John (‘Jock’) Herbert Galloway died on July 27, 2021 in Tweed, Ontario, after suffering several years with Alzheimer’s.

Jock, as he always preferred to be known, graduated with a BA in Geography from McGill University in Montreal in 1960, an MA in Geography from the University of California at Berkeley in 1961, and a PhD from University College London in 1965. His doctoral research, conducted under the supervision of Professor Clifford Darby, focused on the historical geography of Pernambuco in Northeastern Brazil, from 1770 to 1920. Jock was appointed a Lecturer at the University of Toronto, St. George in 1964, and then an Assistant Professor in 1965. He was promoted to Associate- and Full-Professor ranks in 1970 and 1977, respectively. Jock retired from the University in 2005 when he was appointed Professor Emeritus. During his many years at the University of Toronto, Jock was a devoted and much loved and respected member of the Department of Geography & Planning as well as at Victoria College where he was a long-time Fellow.

Jock’s research and publications focused on the historical geography of Brazil and the Caribbean, leading to his monograph, The Sugar Cane Industry. An historical geography from its origins to 1914 published by the Cambridge University Press in 1989.  Exploring the global geographical diffusion of the sugar cane industry and its various branches, it is now considered a classic reference on the subject. Jock was a Fellow of the Royal Geographical Society and the American Geographical Society, and a member, among others, of the Canadian Association of Geographers (CAG) and the Barbados Museum and Historical Society. He served as Associate, Acting-Editor, and then Editor for the Canadian Geographer from 1966 to 1973, and on the editorial board of the Journal of Historical Geography from 1974 to 1978 and again from 1984 to 1994. He was the Review Editor for the Americas for the same journal from 1978 to 1983. From the late 1980s to the 2000s, Jock served on editorial boards for other periodicals including Latin American Studies, and the Luso-Brazilian Review of the University of Wisconsin Press. Pursuing his interest in sugar and his links with similarly minded people around the world, from 1994 to 2005 he co-edited the World Sugar History Newsletter. Over his long academic career, Jock published numerous articles and chapters, and delivered dozens of symposia papers and invited lectures. He also received several awards from his peers, including the Award for Scholarly Distinction from the CAG, and an Outstanding Teaching Award from the University of Toronto.

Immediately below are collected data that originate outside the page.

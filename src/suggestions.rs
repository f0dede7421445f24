//! Suggestion generation from a citation's checklist.

use crate::alternatives::AlternativeSourceSearch;
use crate::embeddings::EmbeddingProvider;
use crate::error::{CitationError, Result};
use crate::models::{Checklist, ReferenceEntry};

use std::sync::Arc;

/// Matches requested from the alternative-source search.
const ALTERNATIVE_TOP_K: usize = 3;
/// Alternatives named in the suggestion.
const ALTERNATIVES_SHOWN: usize = 2;

pub struct SuggestionGenerator {
    embedder: Arc<dyn EmbeddingProvider>,
    alternatives: Option<Arc<dyn AlternativeSourceSearch>>,
}

impl SuggestionGenerator {
    pub fn new(
        embedder: Arc<dyn EmbeddingProvider>,
        alternatives: Option<Arc<dyn AlternativeSourceSearch>>,
    ) -> Self {
        Self {
            embedder,
            alternatives,
        }
    }

    /// Advice for one citation use, most important first. The alternative
    /// source lookup never affects the other suggestions: its failures are
    /// logged and dropped.
    pub async fn suggest(
        &self,
        checklist: &Checklist,
        reference: Option<&ReferenceEntry>,
        used_section: Option<&str>,
    ) -> Vec<String> {
        let mut suggestions = checklist_suggestions(checklist, used_section);

        if checklist.supports_claim {
            return suggestions;
        }
        let title = match reference.and_then(|r| r.title.as_deref()) {
            Some(t) => t,
            None => return suggestions,
        };
        match self.alternative_titles(title).await {
            Ok(titles) if !titles.is_empty() => {
                suggestions.push(format!(
                    "Possible alternative sources: {}.",
                    titles
                        .iter()
                        .map(|t| format!("\"{}\"", t))
                        .collect::<Vec<_>>()
                        .join("; ")
                ));
            }
            Ok(_) => {}
            Err(e) => tracing::debug!(title, error = %e, "alternative source lookup failed"),
        }
        suggestions
    }

    /// Titles of the closest indexed sources to `title`, excluding the title
    /// itself.
    pub async fn alternative_titles(&self, title: &str) -> Result<Vec<String>> {
        let search = match &self.alternatives {
            Some(s) => s,
            None => return Ok(Vec::new()),
        };
        let vectors = self.embedder.embed(&[title.to_string()]).await?;
        let query = vectors
            .into_iter()
            .next()
            .ok_or_else(|| CitationError::embedding("empty embedding response"))?;

        let hits = search.search(&query, ALTERNATIVE_TOP_K).await?;
        let own = title.trim().to_lowercase();
        Ok(hits
            .into_iter()
            .map(|hit| hit.title)
            .filter(|t| t.trim().to_lowercase() != own)
            .take(ALTERNATIVES_SHOWN)
            .collect())
    }
}

/// Suggestions that follow from the checklist flags alone.
pub fn checklist_suggestions(checklist: &Checklist, used_section: Option<&str>) -> Vec<String> {
    let mut suggestions = Vec::new();
    if !checklist.supports_claim {
        suggestions.push(match used_section {
            Some(section) => format!(
                "The cited source only weakly supports this claim; cite its most relevant section (\"{}\") explicitly or choose a source whose methodology is more closely aligned with the claim.",
                section
            ),
            None => "The cited source could not be shown to support this claim; cite the specific section that backs it or choose a more methodologically aligned source.".to_string(),
        });
    }
    if !checklist.fair_representation {
        suggestions.push(
            "Avoid over-claiming: make sure the sentence does not go beyond the findings the cited source actually reports.".to_string(),
        );
    }
    if !checklist.current_and_accessible {
        suggestions.push(
            "Consider citing a more recent or openly accessible version of this source (for example an arXiv preprint or an updated edition).".to_string(),
        );
    }
    suggestions
}
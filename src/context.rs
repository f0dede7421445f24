//! Claim context windows around citation markers.

/// Characters taken on each side of a citation marker.
pub const CLAIM_RADIUS: usize = 400;

/// Trimmed window of up to `radius` characters on each side of `offset`
/// (a byte offset), clipped to the document. Offsets past the end, or inside a
/// multi-byte character, are moved back to the nearest character boundary.
pub fn claim_window(text: &str, offset: usize, radius: usize) -> String {
    let mut offset = offset.min(text.len());
    while !text.is_char_boundary(offset) {
        offset -= 1;
    }

    let start = text[..offset]
        .char_indices()
        .rev()
        .take(radius)
        .last()
        .map(|(i, _)| i)
        .unwrap_or(offset);
    let end = text[offset..]
        .char_indices()
        .nth(radius)
        .map(|(i, _)| offset + i)
        .unwrap_or(text.len());

    text[start..end].trim().to_string()
}

#[cfg(test)]
mod tests {
    use super::*;

    #[test]
    fn test_window_clipped_to_document() {
        assert_eq!(claim_window("  short text [1]  ", 12, CLAIM_RADIUS), "short text [1]");
    }

    #[test]
    fn test_window_radius_in_characters() {
        let text = format!("{}[1]{}", "a".repeat(10), "b".repeat(10));
        assert_eq!(claim_window(&text, 10, 3), "aaa[1]");
        assert_eq!(claim_window(&text, 10, 5), "aaaaa[1]bb");
    }

    #[test]
    fn test_window_multibyte_characters() {
        let text = "ééééé[1]ééééé";
        let offset = text.find('[').unwrap();
        assert_eq!(claim_window(text, offset, 2), "éé[1");
    }

    #[test]
    fn test_offset_out_of_range_or_mid_char() {
        assert_eq!(claim_window("abc", 99, 2), "bc");
        assert_eq!(claim_window("é", 1, 5), "é");
        assert_eq!(claim_window("", 0, 5), "");
    }
}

Jock will be remembered as a wonderful colleague and dedicated teacher. He was in personal life a Renaissance man, urbane, witty, multi-lingual, culturally engaged, and a great cook. Since his retirement, colleagues and students have often reminisced about seeing Jock in the hallways of Sidney Smith Hall, always dressed impeccably, and very often rushing with maps rolled under his arms, on his way to give a lecture. Jock will be remembered as a scholar as well as consummate gentleman who was always supportive of his colleagues and students.